Este vecino de Uxue salió en libertad atenuada en setiembre de 1940, pero en noviembre de 1942 fue detenido en Iruñea y trasladado de nuevo al fuerte tras ser acusado de espionaje y de actuar contra la seguridad del Estado.
El fracaso de la gran evasión no consiguió que desistiera de intentar una nueva fuga, y lo consiguió junto con un amigo de Abaurrea que trabajaba de ayudante de cocina en el comedor de los funcionarios, donde había una reja con barrotes. «Decidimos serrar los barrotes. Lo hacíamos en días de tormenta, ya que entonces no pasaba la guardia exterior, con un serrucho que lo cogíamos y dejábamos en el puesto de guardia. Cuando los barrotes estaban con un hilico, nos fugamos dejando los barrotes de tal forma que no parecía que habían sido serrados. Nos dirigimos a Sorauren, pasamos la carretera, y monte a través fuimos hasta las Abaurreas. Allí nos dieron pan y jamón y nos dijeron que pasásemos cuanto antes a Francia, así lo hicimos».

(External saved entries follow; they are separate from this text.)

//! Connection teardown

use tracing::{debug, info};

use super::Worker;
use crate::conn::{ConnId, LrsState};
use crate::protocol::Reason;
use crate::telemetry::ConnStats;

impl Worker {
    /// Close `id` and release everything it holds: its timeout, its place in
    /// a transaction queue or its waiters, its children, its header table and
    /// its socket. The user protocol hears about it once. Calling this on a
    /// connection already being closed does nothing.
    pub fn close_free(&mut self, id: ConnId, reason: &str) {
        let Some(conn) = self.conns.get_mut(id) else {
            return;
        };
        if conn.closing {
            return;
        }
        conn.closing = true;
        debug!(conn = %id, role = ?conn.role, state = ?conn.state, reason, "close");

        self.clear_timeout(id);
        self.unlink_transaction_queue(id);
        self.close_children(id);
        self.unlink_parent(id);
        self.ah_detach_forced(id);
        if let Some(conn) = self.conns.get_mut(id) {
            conn.client.stash = None;
        }
        self.remove_fds(id);
        self.notify_close(id, reason);

        if let Some(conn) = self.conns.get_mut(id) {
            conn.set_state(LrsState::DeadSocket);
        }
        self.conns.remove(id);
        ConnStats::bump(&self.stats.closed);
    }

    /// Tell the user protocol a client could not be created. Delivered at
    /// most once per connection.
    pub fn client_connection_error(&mut self, id: ConnId, msg: &str) {
        let Some(conn) = self.conns.get_mut(id) else {
            return;
        };
        if conn.client.already_did_cce {
            return;
        }
        conn.client.already_did_cce = true;
        info!(conn = %id, msg, "client connection error");
        ConnStats::bump(&self.stats.connection_errors);
        // the connection is going away whatever the answer
        let _ = self.callback(id, Reason::ClientConnectionError(msg));
    }

    /// Tear down a client that failed before its socket was registered:
    /// report the error, give back any header table and drop the slot.
    pub(crate) fn client_fail_early(&mut self, id: ConnId, msg: &str) {
        if let Some(table) = self.header_table_of_mut(id) {
            table.force_to_detachable_state();
        }
        self.client_connection_error(id, msg);
        self.ah_pool.remove_waiter(id);
        self.ah_detach_forced(id);
        self.clear_timeout(id);
        self.unlink_transaction_queue(id);
        self.unlink_parent(id);
        if let Some(conn) = self.conns.get_mut(id) {
            conn.closing = true;
            conn.client.stash = None;
            conn.client.hostname = None;
        }
        self.conns.remove(id);
        ConnStats::bump(&self.stats.closed);
    }

    /// A waiter leaves its host's queue; a host takes its waiters down with
    /// it and leaves the reuse registry.
    fn unlink_transaction_queue(&mut self, id: ConnId) {
        let Some(conn) = self.conns.get_mut(id) else {
            return;
        };
        let host = conn.client.queued_on.take();
        let waiters = std::mem::take(&mut conn.client.txn_queue);
        let registered = std::mem::take(&mut conn.client.registered);

        if let Some(host) = host {
            if let Some(host_conn) = self.conns.get_mut(host) {
                host_conn.client.txn_queue.retain(|w| *w != id);
            }
        }
        if registered {
            let vhost = self.conns.get(id).map(|c| std::sync::Arc::clone(&c.vhost));
            if let Some(vhost) = vhost {
                vhost.registry().unregister(self.id, id);
            }
        }
        for waiter in waiters {
            if let Some(conn) = self.conns.get_mut(waiter) {
                conn.client.queued_on = None;
            }
            self.client_connection_error(waiter, "trans q leader closing");
            self.close_free(waiter, "trans q leader closing");
        }
    }

    fn close_children(&mut self, id: ConnId) {
        let children = match self.conns.get_mut(id) {
            Some(conn) => std::mem::take(&mut conn.children),
            None => return,
        };
        for child in children {
            if let Some(conn) = self.conns.get_mut(child) {
                conn.parent = None;
            }
            self.close_free(child, "parent closing");
        }
    }

    fn unlink_parent(&mut self, id: ConnId) {
        let Some(parent) = self.conns.get_mut(id).and_then(|c| c.parent.take()) else {
            return;
        };
        if let Some(parent_conn) = self.conns.get_mut(parent) {
            parent_conn.children.retain(|c| *c != id);
        }
    }

    fn notify_close(&mut self, id: ConnId, reason: &str) {
        let Some(conn) = self.conns.get(id) else {
            return;
        };
        let role = conn.role;
        let established = conn.state == LrsState::Established || conn.hdr_parsing_completed;

        if role.is_client() && !established {
            self.client_connection_error(id, reason);
        } else if role.is_http_client() && !conn.told_user_closed && !conn.client.already_did_cce {
            if let Some(conn) = self.conns.get_mut(id) {
                conn.told_user_closed = true;
            }
            let _ = self.callback(id, Reason::ClosedClientHttp);
        } else if (role.is_raw() || role.is_ws()) && !conn.told_user_closed {
            if let Some(conn) = self.conns.get_mut(id) {
                conn.told_user_closed = true;
            }
            let reason = if role.is_raw() { Reason::RawClose } else { Reason::Closed };
            let _ = self.callback(id, reason);
        }
    }
}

De esa forma consiguió Jacinto Ochoa la libertad, en setiembre de 1944. Pero su espíritu combativo le impulsó a incorporarse a la guerrilla de los maquis y entrar de nuevo en el Estado español para enfrentarse de forma armada al régimen dictatorial, siendo detenido dos meses después y encarcelado de nuevo.

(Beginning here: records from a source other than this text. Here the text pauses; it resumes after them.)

impl Protocol for Recorder {
    fn name(&self) -> &str {
        "recorder"
    }

    fn callback(&mut self, conn: &mut Connection, reason: Reason<'_>) -> CallbackAction {
        let script = *self.script.lock().expect("script lock");
        let ev = match reason {
            Reason::ClientConnectionError(msg) => Ev::Cce(msg.to_string()),
            Reason::ClientHttpWriteable => Ev::ClientHttpWriteable,
            Reason::ClientFilterPreEstablish => Ev::FilterPre,
            Reason::EstablishedClientHttp => Ev::Established,
            Reason::ReceiveClientHttp => Ev::Rx,
            Reason::ReceiveClientHttpRead(bytes) => Ev::Read(bytes.to_vec()),
            Reason::CompletedClientHttp => Ev::Completed,
            Reason::ClosedClientHttp => Ev::Closed,
            Reason::RawAdopt => Ev::RawAdopt,
            Reason::RawRx(bytes) => Ev::RawRx(bytes.to_vec()),
            Reason::RawWriteable => Ev::RawWriteable,
            Reason::RawClose => Ev::RawClose,
            Reason::Cgi { channel, .. } => Ev::Cgi(channel),
            Reason::CgiTerminated => Ev::CgiTerminated,
            Reason::Http => Ev::Http,
            Reason::HttpWriteable => Ev::HttpWriteable,
            Reason::ServerWriteable => Ev::ServerWriteable,
            Reason::Closed => Ev::WsClosed,
            _ => Ev::Other,
        };
        self.events.lock().expect("events lock").push((conn.id(), ev.clone()));

        match ev {
            Ev::Established if script.refuse_established => CallbackAction::Close,
            Ev::Completed if script.close_on_completed => CallbackAction::Close,
            Ev::Rx if script.hold_rx => {
                conn.rx_flow_control(false);
                CallbackAction::Continue
            }
            Ev::RawRx(bytes) if script.raw_echo => {
                conn.send(&bytes, WriteKind::Binary);
                CallbackAction::Continue
            }
            _ => CallbackAction::Continue,
        }
    }
}

/// Hands out parents whose child process has exited
#[derive(Debug, Clone, Default)]
pub struct FakeReaper {
    dead: Arc<Mutex<Vec<ConnId>>>,
}

impl FakeReaper {
    pub fn exited(&self, parent: ConnId) {
        self.dead.lock().expect("reaper lock").push(parent);
    }
}

impl ChildReaper for FakeReaper {
    fn reap_terminated(&mut self) -> Vec<ConnId> {
        std::mem::take(&mut *self.dead.lock().expect("reaper lock"))
    }
}

/// A worker wired to the fakes, with its own clock
pub struct Harness {
    pub w: Worker,
    pub net: Net,
    pub dns: FakeDns,
    pub rec: Recorder,
    pub reaper: FakeReaper,
    pub h2_rx: Arc<Mutex<Vec<u8>>>,
    pub codec: CodecControl,
    pub now: Instant,
}

pub fn harness() -> Harness {
    harness_with(VhostConfig::default(), EngineConfig::default())
}

pub fn harness_with(vhost: VhostConfig, config: EngineConfig) -> Harness {
    let net = Net::default();
    let dns = FakeDns::with("example.com", &[IpAddr::V4(EXAMPLE_IP)]);
    let rec = Recorder::default();
    let reaper = FakeReaper::default();
    let codec = TestCodec::default();
    let h2_rx = codec.h2_rx();
    let control = codec.control();
    let now = Instant::now();
    let w = Worker::builder()
        .config(config)
        .vhost(Arc::new(Vhost::new(vhost).expect("valid vhost")))
        .protocol(rec.clone())
        .codec(codec)
        .resolver(dns.clone())
        .sockets(net.clone())
        .reaper(reaper.clone())
        .start_time(now)
        .build()
        .expect("worker builds");
    Harness {
        w,
        net,
        dns,
        rec,
        reaper,
        h2_rx,
        codec: control,
        now,
    }
}

impl Harness {
    pub fn socket_of(&self, id: ConnId) -> SocketId {
        self.w.conn(id).and_then(Connection::socket_id).expect("connection has a socket")
    }

    pub fn event(&mut self, socket: SocketId, revents: Interest) {
        let now = self.now;
        self.w.service_fd(PollEvent { socket, revents }, now);
    }

    /// Deliver bytes and the readable event, then anything left buffered
    pub fn feed(&mut self, id: ConnId, bytes: &[u8]) {
        let socket = self.socket_of(id);
        self.net.push(socket, bytes);
        self.event(socket, Interest::POLLIN);
        self.w.service_pending();
    }

    /// Everything the h2 codec has consumed so far
    pub fn h2_text(&self) -> String {
        String::from_utf8_lossy(&self.h2_rx.lock().expect("h2 lock")).into_owned()
    }

    pub fn advance(&mut self, secs: u64) {
        self.now += Duration::from_secs(secs);
        let now = self.now;
        self.w.periodic_checks(now);
    }
}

En la citada entrevista también narraba cómo era la situación médica en el fuerte de Ezkaba: «Desastrosa. El médico era entonces García San Miguel, que luego pasó a ser director del centro sanitario penitencial de San Cristóbal. Estabas tumbado en el suelo, te preguntaba qué tenías y con el pie te daba la vuelta y te recetaba un purgante. No sé para qué servía ese purgante, porque no comíamos apenas. Cuando la fuga masiva, un preso quedó herido por rebote de bala en una pierna y no siguió la fuga. Tras el apresamiento, nos encontramos en el fuerte y tenía la pierna totalmente infectada. Alguien dijo que era bueno la orina, y todos pasamos a orinar en su herida. Con unos alambres le sacamos un pedazo de bala que tenía incrustado y un pedazo de calcetín. Cuando venía el médico, íbamos para que nos diese pomadas y se las aplicábamos a la herida. No sé cómo no se murió aquel hombre, intoxicado con las mezcolanzas que le aplicábamos».
También reconocía que «el sufrimiento y el aplastamiento» que padecieron los presos en Ezkaba hizo mella en ellos, pero dejaba claro que no tenían afán de venganza: «Cuando te pegaban una paliza, la gente aguantaba sin gritar y volvía eufórico de la misma».
Jacinto Ochoa fue un auténtico superviviente de las cárceles franquistas. Salió libre en 1964 y murió en Iruñea en octubre de 1999, cuando tenía 82 años de edad.